O. J. Childress

No. 57
- Position: Linebacker

Personal information
- Born: December 6, 1976 (age 49) Hermitage, Tennessee, U.S.
- Listed height: 6 ft 1 in (1.85 m)
- Listed weight: 244 lb (111 kg)

Career information
- High school: McGavock (Nashville, Tennessee)
- College: Clemson (1995–1998)
- NFL draft: 1999: 7th round, 231st overall pick

Career history
- New York Giants (1999–2000); → Amsterdam Admirals (2000); San Francisco 49ers (2000)*; Carolina Panthers (2000);
- * Offseason and/or practice squad member only
- Stats at Pro Football Reference

= O. J. Childress =

American football player (born 1976)

Orin J. Childress (born December 6, 1976) is an American former professional football linebacker who played one season with the New York Giants of the National Football League (NFL). He was selected by the Giants in the seventh round of the 1999 NFL draft. He played college football at Clemson University. Childress was also a member of the Amsterdam Admirals, San Francisco 49ers and Carolina Panthers.

==Early life==
Orin J. Childress was born on December 6, 1976, in Hermitage, Tennessee. He attended McGavock High School in Nashville, Tennessee.

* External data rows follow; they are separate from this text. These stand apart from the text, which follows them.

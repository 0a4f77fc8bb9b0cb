// ==========================================
// 军人勤务排班系统 - 排班建议消费引擎
// ==========================================
// 职责: 向排名协作方逐格请求建议列表,整窗并发扇出后聚合
// 红线: 建议是辅助信息 - 任何失败 (含未找到) 降级为空列表,
//       绝不阻断排班主流程;各格子请求相互独立,互不影响
// 红线: 不重算排名,列表按接收顺序消费,至多保留配置条数
// ==========================================

use crate::domain::{CalendarWindow, DutyType, SuggestionEntry};
use crate::repository::traits::RankingProvider;
use chrono::NaiveDate;
use futures::future::join_all;
use std::collections::HashMap;
use std::sync::Arc;
use tracing::warn;

/// 每格建议条数默认值
pub const DEFAULT_SUGGESTION_LIMIT: usize = 3;

// ==========================================
// SuggestionFetcher - 建议消费引擎
// ==========================================
pub struct SuggestionFetcher {
    provider: Arc<dyn RankingProvider>,
    limit: usize,
}

impl SuggestionFetcher {
    /// 创建新的建议消费引擎 (默认每格 3 条)
    pub fn new(provider: Arc<dyn RankingProvider>) -> Self {
        Self::with_limit(provider, DEFAULT_SUGGESTION_LIMIT)
    }

    /// 指定每格条数上限
    pub fn with_limit(provider: Arc<dyn RankingProvider>, limit: usize) -> Self {
        Self { provider, limit }
    }

    /// 查询单个格子的建议列表
    ///
    /// 失败降级为空列表并告警,不向上传播错误。
    pub async fn suggestions_for(
        &self,
        duty_type_id: &str,
        duty_date: NaiveDate,
    ) -> Vec<SuggestionEntry> {
        match self.provider.suggest(duty_type_id, duty_date, self.limit).await {
            Ok(mut entries) => {
                // 协作方多给的条数截断,顺序保持接收顺序
                entries.truncate(self.limit);
                entries
            }
            Err(e) => {
                warn!(
                    duty_type_id,
                    duty_date = %duty_date,
                    error = %e,
                    "建议获取失败,降级为空列表"
                );
                Vec::new()
            }
        }
    }

    /// 整窗扇出: 并发请求 勤务类型 × 7 天 的全部格子并聚合
    ///
    /// 各格子之间无顺序保证;单格失败不影响兄弟格子。
    pub async fn fetch_window(
        &self,
        duty_types: &[DutyType],
        window: &CalendarWindow,
    ) -> HashMap<(String, NaiveDate), Vec<SuggestionEntry>> {
        let requests: Vec<_> = duty_types
            .iter()
            .flat_map(|duty_type| {
                window.days().iter().map(move |day| {
                    let duty_type_id = duty_type.duty_type_id.clone();
                    let day = *day;
                    async move {
                        let entries = self.suggestions_for(&duty_type_id, day).await;
                        ((duty_type_id, day), entries)
                    }
                })
            })
            .collect();

        join_all(requests).await.into_iter().collect()
    }
}

#[cfg(test)]
mod tests {
    use super::*;
    use crate::domain::{Person, NEVER_SERVED_IDLE_DAYS};
    use crate::repository::error::{RepositoryError, RepositoryResult};
    use async_trait::async_trait;
    use chrono::{Utc, Weekday};

    fn date(y: i32, m: u32, d: u32) -> NaiveDate {
        NaiveDate::from_ymd_opt(y, m, d).unwrap()
    }

    fn person(id: &str, name: &str) -> Person {
        Person {
            person_id: id.to_string(),
            name: name.to_string(),
            rank: "中士".to_string(),
            qualification: None,
            entry_date: None,
            created_at: Utc::now(),
            updated_at: Utc::now(),
        }
    }

    fn entry(id: &str, idle_days: i64) -> SuggestionEntry {
        SuggestionEntry {
            person: person(id, id),
            last_duty_date: None,
            idle_days,
            total_in_duty_type: 0,
        }
    }

    fn duty(id: &str) -> DutyType {
        DutyType {
            duty_type_id: id.to_string(),
            name: id.to_string(),
            description: None,
            display_order: 0,
            created_at: Utc::now(),
            updated_at: Utc::now(),
        }
    }

    // ==========================================
    // Mock 排名协作方
    // ==========================================
    // FAIL 开头的勤务类型一律返回错误,其余返回固定列表
    struct MockRankingProvider {
        entries: Vec<SuggestionEntry>,
    }

    #[async_trait]
    impl RankingProvider for MockRankingProvider {
        async fn suggest(
            &self,
            duty_type_id: &str,
            _duty_date: NaiveDate,
            _limit: usize,
        ) -> RepositoryResult<Vec<SuggestionEntry>> {
            if duty_type_id.starts_with("FAIL") {
                return Err(RepositoryError::NotFound {
                    entity: "Suggestion".to_string(),
                    id: duty_type_id.to_string(),
                });
            }
            Ok(self.entries.clone())
        }
    }

    #[tokio::test]
    async fn test_failure_degrades_to_empty_list() {
        let provider = Arc::new(MockRankingProvider {
            entries: vec![entry("P1", 5)],
        });
        let fetcher = SuggestionFetcher::new(provider);

        let suggestions = fetcher.suggestions_for("FAIL_GUARD", date(2024, 6, 3)).await;
        assert!(suggestions.is_empty());
    }

    #[tokio::test]
    async fn test_order_preserved_and_truncated() {
        // 协作方多给了 4 条: 截断到 3 条,顺序不变
        let provider = Arc::new(MockRankingProvider {
            entries: vec![
                entry("P1", NEVER_SERVED_IDLE_DAYS),
                entry("P2", 30),
                entry("P3", 7),
                entry("P4", 1),
            ],
        });
        let fetcher = SuggestionFetcher::new(provider);

        let suggestions = fetcher.suggestions_for("GUARD", date(2024, 6, 3)).await;
        assert_eq!(suggestions.len(), 3);
        let ids: Vec<&str> = suggestions
            .iter()
            .map(|s| s.person.person_id.as_str())
            .collect();
        assert_eq!(ids, vec!["P1", "P2", "P3"]);
    }

    #[tokio::test]
    async fn test_window_fanout_isolates_failures() {
        let provider = Arc::new(MockRankingProvider {
            entries: vec![entry("P1", 10)],
        });
        let fetcher = SuggestionFetcher::new(provider);
        let window = CalendarWindow::containing(date(2024, 6, 3), Weekday::Mon);
        let duty_types = vec![duty("GUARD"), duty("FAIL_ESCORT")];

        let all = fetcher.fetch_window(&duty_types, &window).await;

        // 2 种勤务 × 7 天 = 14 个格子全部有结果
        assert_eq!(all.len(), 14);
        for day in *window.days() {
            // 失败勤务的格子为空列表,不影响正常勤务的格子
            assert_eq!(all[&("GUARD".to_string(), day)].len(), 1);
            assert!(all[&("FAIL_ESCORT".to_string(), day)].is_empty());
        }
    }

    #[tokio::test]
    async fn test_idle_label_rendering() {
        assert_eq!(entry("P1", NEVER_SERVED_IDLE_DAYS).idle_label(), "∞");
        assert_eq!(entry("P2", 12).idle_label(), "12d");
    }
}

He was a four-year letterman for the Clemson Tigers of Clemson University from 1995 to 1998.

==Professional career==
Childress was rated the 16th best outside linebacker in the 1999 NFL draft by NFLDraftScout.com. He was selected by the New York Giants with the 231st pick in the draft. He appeared in four games for the Giants during the 1999 season. He played for the Amsterdam Admirals during the 2000 NFL Europe season. He was released by the Giants on August 28, 2000 and signed to the team's practice squad on August 31, 2000. He was released by the Giants on November 17, 2000.

Childress was signed off waivers by the San Francisco 49ers on November 20, 2000. Childress was signed off the 49ers' practice squad by the Carolina Panthers on December 15, 2000. He was released by the Panthers on August 31, 2001.